* Your instructions:
Restate the opening lines of the material below word for word, stopping after the line that contains "is not trusted.".

* Records supplied:
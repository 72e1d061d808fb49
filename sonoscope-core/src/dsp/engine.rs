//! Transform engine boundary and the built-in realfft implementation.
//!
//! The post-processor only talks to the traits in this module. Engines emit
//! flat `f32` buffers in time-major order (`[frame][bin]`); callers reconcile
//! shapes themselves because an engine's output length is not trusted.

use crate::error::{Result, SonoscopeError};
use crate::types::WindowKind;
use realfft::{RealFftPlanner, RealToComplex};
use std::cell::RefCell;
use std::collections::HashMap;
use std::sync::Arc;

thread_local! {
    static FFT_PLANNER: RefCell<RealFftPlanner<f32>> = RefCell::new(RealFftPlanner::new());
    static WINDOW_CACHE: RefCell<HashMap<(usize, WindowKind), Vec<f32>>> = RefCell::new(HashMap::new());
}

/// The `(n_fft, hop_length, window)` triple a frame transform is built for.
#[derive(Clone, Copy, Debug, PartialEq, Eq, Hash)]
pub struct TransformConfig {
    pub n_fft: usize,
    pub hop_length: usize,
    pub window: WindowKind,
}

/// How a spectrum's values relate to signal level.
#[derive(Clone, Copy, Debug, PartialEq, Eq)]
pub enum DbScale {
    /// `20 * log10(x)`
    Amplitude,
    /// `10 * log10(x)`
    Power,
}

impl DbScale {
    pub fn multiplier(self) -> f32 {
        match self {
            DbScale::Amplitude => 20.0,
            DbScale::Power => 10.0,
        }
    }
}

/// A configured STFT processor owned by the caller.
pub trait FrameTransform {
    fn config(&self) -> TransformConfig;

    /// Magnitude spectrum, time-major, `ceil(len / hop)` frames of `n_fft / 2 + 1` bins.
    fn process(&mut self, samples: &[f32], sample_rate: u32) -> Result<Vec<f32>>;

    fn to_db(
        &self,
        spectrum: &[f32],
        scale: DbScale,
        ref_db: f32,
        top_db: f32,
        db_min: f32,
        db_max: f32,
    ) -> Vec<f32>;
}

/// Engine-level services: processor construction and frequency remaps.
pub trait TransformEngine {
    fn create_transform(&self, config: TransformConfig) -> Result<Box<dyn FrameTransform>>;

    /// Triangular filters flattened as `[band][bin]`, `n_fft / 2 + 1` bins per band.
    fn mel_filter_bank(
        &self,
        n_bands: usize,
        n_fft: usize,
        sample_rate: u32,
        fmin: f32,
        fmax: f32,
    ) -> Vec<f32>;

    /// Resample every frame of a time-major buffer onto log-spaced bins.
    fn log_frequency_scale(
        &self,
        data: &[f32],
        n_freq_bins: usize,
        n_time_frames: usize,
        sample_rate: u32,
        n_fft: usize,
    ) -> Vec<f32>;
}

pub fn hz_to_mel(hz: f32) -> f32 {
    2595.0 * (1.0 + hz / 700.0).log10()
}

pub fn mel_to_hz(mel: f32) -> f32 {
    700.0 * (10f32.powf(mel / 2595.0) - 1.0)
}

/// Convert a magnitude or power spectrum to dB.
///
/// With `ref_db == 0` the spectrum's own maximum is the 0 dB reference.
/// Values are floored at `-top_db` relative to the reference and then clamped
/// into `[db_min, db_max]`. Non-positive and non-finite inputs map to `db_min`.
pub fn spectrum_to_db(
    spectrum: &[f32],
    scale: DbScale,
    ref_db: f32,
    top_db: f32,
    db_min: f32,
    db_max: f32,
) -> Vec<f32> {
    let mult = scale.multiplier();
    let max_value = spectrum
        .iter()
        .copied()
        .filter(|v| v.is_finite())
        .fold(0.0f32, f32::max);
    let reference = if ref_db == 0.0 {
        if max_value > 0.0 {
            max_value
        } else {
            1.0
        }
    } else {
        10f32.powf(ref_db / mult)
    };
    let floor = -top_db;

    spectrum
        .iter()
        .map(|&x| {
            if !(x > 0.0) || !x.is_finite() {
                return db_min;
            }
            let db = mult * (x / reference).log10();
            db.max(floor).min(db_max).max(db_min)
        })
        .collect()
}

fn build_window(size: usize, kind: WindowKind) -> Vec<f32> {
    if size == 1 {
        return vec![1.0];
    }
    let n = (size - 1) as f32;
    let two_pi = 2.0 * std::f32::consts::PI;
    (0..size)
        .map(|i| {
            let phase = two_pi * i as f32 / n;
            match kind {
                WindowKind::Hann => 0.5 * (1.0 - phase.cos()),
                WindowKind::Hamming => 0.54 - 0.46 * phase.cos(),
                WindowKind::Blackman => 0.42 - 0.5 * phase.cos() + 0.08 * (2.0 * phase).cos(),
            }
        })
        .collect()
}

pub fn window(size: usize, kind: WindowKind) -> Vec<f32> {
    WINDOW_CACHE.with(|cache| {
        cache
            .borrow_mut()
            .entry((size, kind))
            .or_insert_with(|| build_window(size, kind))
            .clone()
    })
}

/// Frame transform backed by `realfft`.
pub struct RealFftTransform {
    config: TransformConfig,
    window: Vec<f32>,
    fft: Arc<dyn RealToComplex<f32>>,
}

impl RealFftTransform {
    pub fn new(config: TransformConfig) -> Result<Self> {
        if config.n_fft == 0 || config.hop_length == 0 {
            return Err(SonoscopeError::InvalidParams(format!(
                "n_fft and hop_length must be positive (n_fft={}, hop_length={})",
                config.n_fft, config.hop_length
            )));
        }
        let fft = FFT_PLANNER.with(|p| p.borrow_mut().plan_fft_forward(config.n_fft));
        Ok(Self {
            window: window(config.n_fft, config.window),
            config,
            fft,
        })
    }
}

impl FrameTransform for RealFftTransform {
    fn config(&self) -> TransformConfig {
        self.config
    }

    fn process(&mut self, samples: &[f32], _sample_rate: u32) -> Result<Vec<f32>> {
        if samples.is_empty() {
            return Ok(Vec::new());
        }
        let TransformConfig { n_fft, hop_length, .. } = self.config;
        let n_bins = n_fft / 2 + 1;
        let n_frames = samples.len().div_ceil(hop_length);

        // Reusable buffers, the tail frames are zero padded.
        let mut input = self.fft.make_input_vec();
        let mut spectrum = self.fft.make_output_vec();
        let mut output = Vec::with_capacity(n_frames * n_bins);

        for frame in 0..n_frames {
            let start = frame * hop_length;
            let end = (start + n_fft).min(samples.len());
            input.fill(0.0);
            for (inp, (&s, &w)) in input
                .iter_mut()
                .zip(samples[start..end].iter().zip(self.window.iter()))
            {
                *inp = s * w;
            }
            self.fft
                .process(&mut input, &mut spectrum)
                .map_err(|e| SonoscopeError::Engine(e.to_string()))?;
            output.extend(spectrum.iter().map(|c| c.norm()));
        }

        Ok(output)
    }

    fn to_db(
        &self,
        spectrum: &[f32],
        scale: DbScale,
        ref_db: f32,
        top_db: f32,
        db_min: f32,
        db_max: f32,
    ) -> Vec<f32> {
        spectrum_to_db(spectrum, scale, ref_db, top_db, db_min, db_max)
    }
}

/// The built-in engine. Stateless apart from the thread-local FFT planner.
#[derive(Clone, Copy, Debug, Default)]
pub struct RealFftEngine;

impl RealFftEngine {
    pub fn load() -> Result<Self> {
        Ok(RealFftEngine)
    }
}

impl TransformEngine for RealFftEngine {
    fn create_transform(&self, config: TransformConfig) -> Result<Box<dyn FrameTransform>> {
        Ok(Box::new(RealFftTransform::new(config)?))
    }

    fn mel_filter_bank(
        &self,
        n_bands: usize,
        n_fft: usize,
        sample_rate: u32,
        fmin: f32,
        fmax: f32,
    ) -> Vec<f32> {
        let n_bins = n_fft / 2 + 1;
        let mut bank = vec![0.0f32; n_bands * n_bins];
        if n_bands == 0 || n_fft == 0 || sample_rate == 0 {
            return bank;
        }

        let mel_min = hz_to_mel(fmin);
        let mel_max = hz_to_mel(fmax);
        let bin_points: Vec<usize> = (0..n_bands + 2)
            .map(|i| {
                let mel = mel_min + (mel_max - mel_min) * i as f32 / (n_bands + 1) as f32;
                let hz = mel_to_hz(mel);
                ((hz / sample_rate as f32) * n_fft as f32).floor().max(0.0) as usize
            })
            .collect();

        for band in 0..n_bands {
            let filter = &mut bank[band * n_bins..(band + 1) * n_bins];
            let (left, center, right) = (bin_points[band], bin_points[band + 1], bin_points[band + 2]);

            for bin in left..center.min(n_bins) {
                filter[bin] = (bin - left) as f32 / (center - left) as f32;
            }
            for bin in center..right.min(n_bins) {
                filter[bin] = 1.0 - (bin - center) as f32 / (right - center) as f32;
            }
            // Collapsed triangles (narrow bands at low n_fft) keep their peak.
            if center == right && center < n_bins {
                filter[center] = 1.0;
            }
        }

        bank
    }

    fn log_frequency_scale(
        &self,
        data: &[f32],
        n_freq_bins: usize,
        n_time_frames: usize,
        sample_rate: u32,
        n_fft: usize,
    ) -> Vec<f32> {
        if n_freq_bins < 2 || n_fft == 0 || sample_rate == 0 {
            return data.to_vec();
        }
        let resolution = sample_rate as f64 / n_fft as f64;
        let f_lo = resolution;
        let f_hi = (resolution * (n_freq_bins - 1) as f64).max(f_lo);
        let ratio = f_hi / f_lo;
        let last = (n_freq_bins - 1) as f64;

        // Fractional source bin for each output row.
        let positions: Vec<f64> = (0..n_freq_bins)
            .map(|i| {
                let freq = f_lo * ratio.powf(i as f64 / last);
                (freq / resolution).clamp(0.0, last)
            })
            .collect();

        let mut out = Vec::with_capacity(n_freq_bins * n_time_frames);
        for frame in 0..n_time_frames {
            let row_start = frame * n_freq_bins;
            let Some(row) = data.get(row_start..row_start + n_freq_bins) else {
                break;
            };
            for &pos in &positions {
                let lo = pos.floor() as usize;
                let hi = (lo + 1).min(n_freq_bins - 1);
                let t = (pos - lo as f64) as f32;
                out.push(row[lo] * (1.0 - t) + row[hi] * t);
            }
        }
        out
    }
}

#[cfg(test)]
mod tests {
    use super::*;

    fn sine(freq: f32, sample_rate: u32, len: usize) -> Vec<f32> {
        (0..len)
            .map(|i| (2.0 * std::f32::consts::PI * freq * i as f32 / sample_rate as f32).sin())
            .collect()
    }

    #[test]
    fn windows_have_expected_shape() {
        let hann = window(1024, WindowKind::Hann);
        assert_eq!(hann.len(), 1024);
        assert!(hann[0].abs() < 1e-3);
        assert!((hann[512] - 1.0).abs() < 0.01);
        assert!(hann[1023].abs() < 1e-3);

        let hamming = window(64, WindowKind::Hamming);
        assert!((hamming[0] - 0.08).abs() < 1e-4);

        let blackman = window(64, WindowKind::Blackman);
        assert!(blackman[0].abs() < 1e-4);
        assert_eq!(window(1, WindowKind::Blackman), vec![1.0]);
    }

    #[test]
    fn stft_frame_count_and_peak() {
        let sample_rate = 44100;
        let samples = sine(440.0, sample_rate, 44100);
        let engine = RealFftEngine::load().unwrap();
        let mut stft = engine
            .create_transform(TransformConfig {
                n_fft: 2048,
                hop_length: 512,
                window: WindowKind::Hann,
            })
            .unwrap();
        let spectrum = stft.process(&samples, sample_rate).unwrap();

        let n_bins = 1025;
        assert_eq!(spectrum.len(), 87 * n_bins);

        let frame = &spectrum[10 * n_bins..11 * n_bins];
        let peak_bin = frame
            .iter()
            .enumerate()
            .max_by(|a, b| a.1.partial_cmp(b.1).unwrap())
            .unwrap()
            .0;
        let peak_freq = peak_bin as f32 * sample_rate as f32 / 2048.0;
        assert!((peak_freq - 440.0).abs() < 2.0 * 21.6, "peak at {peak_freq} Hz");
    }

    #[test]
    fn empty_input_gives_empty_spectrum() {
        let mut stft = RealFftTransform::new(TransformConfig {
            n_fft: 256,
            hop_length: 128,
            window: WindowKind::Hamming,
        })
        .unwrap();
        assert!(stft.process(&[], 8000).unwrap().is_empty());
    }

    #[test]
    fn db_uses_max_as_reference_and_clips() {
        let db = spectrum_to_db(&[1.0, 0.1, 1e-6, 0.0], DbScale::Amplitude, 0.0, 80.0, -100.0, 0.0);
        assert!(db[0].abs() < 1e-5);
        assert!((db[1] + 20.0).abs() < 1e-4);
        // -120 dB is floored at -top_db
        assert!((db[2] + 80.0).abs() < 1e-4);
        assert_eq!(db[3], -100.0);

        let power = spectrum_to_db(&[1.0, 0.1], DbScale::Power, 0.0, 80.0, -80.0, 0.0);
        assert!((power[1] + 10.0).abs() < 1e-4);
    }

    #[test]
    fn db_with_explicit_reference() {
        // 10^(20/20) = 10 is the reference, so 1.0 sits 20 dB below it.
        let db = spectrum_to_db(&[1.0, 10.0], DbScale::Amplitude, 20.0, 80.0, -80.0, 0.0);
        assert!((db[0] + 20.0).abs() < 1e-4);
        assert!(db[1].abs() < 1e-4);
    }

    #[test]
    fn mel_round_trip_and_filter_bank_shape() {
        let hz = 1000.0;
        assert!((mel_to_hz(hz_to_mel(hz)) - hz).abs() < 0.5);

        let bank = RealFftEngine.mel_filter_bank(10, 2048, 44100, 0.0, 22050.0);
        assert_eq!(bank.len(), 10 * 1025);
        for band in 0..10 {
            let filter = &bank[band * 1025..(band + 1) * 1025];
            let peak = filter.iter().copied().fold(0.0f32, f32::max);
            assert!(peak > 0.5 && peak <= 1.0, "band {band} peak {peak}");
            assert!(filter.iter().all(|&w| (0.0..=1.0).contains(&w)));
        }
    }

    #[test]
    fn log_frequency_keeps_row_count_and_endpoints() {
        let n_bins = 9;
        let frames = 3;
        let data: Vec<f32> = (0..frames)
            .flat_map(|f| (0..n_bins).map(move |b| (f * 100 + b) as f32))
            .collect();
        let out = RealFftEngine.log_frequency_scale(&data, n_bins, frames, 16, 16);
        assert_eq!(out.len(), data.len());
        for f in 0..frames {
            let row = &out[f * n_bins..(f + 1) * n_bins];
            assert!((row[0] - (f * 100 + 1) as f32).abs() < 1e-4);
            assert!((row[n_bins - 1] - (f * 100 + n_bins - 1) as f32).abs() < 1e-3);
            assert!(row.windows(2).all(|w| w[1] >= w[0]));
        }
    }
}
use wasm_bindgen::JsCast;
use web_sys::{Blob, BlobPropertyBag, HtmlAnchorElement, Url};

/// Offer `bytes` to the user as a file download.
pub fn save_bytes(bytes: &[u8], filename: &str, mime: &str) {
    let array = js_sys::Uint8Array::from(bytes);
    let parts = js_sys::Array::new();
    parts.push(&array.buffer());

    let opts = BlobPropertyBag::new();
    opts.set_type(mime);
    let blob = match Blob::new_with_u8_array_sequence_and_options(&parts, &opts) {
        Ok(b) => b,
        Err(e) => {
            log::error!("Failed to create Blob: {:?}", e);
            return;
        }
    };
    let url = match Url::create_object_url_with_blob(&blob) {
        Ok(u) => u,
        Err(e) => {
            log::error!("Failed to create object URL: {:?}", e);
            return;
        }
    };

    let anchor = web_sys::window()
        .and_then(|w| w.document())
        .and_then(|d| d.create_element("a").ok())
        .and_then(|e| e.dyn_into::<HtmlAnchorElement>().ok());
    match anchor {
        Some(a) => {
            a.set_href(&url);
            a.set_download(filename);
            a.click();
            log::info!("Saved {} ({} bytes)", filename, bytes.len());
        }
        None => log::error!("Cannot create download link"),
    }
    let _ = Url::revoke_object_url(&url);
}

* Final answer:
repository 72e1d061d808fb49
filename sonoscope-core/src/dsp/engine.rs
//! Transform engine boundary and the built-in realfft implementation.
//!
//! The post-processor only talks to the traits in this module. Engines emit
//! flat `f32` buffers in time-major order (`[frame][bin]`); callers reconcile
//! shapes themselves because an engine's output length is not trusted.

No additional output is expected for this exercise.